Source records:
——————————
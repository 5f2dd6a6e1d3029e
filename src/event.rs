//! Log callback plumbing.
//!
//! The library performs no I/O, so diagnostics flow through an optional
//! host-installed callback instead of a logging backend. The render engine
//! reports cycle aborts at [`LogLevel::Error`] and per-call summaries at
//! [`LogLevel::Debug`]; with no callback installed, logging is a no-op.

use std::sync::{Mutex, OnceLock};

/// Log level for diagnostic callbacks.
#[derive(Clone, Copy, Debug, PartialEq, Eq)]
pub enum LogLevel {
    Debug,
    Info,
    Warn,
    Error,
}

type LogCallback = Box<dyn Fn(LogLevel, &str) + Send + Sync + 'static>;

fn log_callback() -> &'static Mutex<Option<LogCallback>> {
    static CALLBACK: OnceLock<Mutex<Option<LogCallback>>> = OnceLock::new();
    CALLBACK.get_or_init(|| Mutex::new(None))
}

/// Set the global log callback.
pub fn set_log_callback<F>(callback: F)
where
    F: Fn(LogLevel, &str) + Send + Sync + 'static,
{
    let mut guard = log_callback().lock().expect("log callback lock");
    *guard = Some(Box::new(callback));
}

/// Emit a log event to the registered callback, if any.
pub fn emit_log(level: LogLevel, message: &str) {
    if let Ok(guard) = log_callback().lock() {
        if let Some(callback) = guard.as_ref() {
            callback(level, message);
        }
    }
}

#[cfg(test)]
mod tests {
    use super::*;
    use std::sync::Arc;
    use std::sync::atomic::{AtomicUsize, Ordering};

    #[test]
    fn test_log_callback() {
        let seen = Arc::new(AtomicUsize::new(0));
        let seen_clone = Arc::clone(&seen);
        // The callback is process-global and other tests may log through it
        // concurrently, so only count the message this test emits.
        set_log_callback(move |level, msg| {
            if level == LogLevel::Info && msg == "hello from event test" {
                seen_clone.fetch_add(1, Ordering::SeqCst);
            }
        });
        emit_log(LogLevel::Info, "hello from event test");
        assert_eq!(seen.load(Ordering::SeqCst), 1);
    }
}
——————————
Here the job is to restate all of the data word for word.

repository 5f2dd6a6e1d3029e
filename src/event.rs
//! Log callback plumbing.
//!
//! The library performs no I/O, so diagnostics flow through an optional
//! host-installed callback instead of a logging backend. The render engine
//! reports cycle aborts at [`LogLevel::Error`] and per-call summaries at
//! [`LogLevel::Debug`]; with no callback installed, logging is a no-op.

use std::sync::{Mutex, OnceLock};

/// Log level for diagnostic callbacks.
#[derive(Clone, Copy, Debug, PartialEq, Eq)]
pub enum LogLevel {
    Debug,
    Info,
    Warn,
    Error,
}

type LogCallback = Box<dyn Fn(LogLevel, &str) + Send + Sync + 'static>;

fn log_callback() -> &'static Mutex<Option<LogCallback>> {
    static CALLBACK: OnceLock<Mutex<Option<LogCallback>>> = OnceLock::new();
    CALLBACK.get_or_init(|| Mutex::new(None))
}

/// Set the global log callback.
pub fn set_log_callback<F>(callback: F)
where
    F: Fn(LogLevel, &str) + Send + Sync + 'static,
{
    let mut guard = log_callback().lock().expect("log callback lock");
    *guard = Some(Box::new(callback));
}

/// Emit a log event to the registered callback, if any.
pub fn emit_log(level: LogLevel, message: &str) {
    if let Ok(guard) = log_callback().lock() {
        if let Some(callback) = guard.as_ref() {
            callback(level, message);
        }
    }
}

#[cfg(test)]
mod tests {
    use super::*;
    use std::sync::Arc;
    use std::sync::atomic::{AtomicUsize, Ordering};

    #[test]
    fn test_log_callback() {
        let seen = Arc::new(AtomicUsize::new(0));
        let seen_clone = Arc::clone(&seen);
        // The callback is process-global and other tests may log through it
        // concurrently, so only count the message this test emits.
        set_log_callback(move |level, msg| {
            if level == LogLevel::Info && msg == "hello from event test" {
                seen_clone.fetch_add(1, Ordering::SeqCst);
            }
        });
        emit_log(LogLevel::Info, "hello from event test");
        assert_eq!(seen.load(Ordering::SeqCst), 1);
    }
}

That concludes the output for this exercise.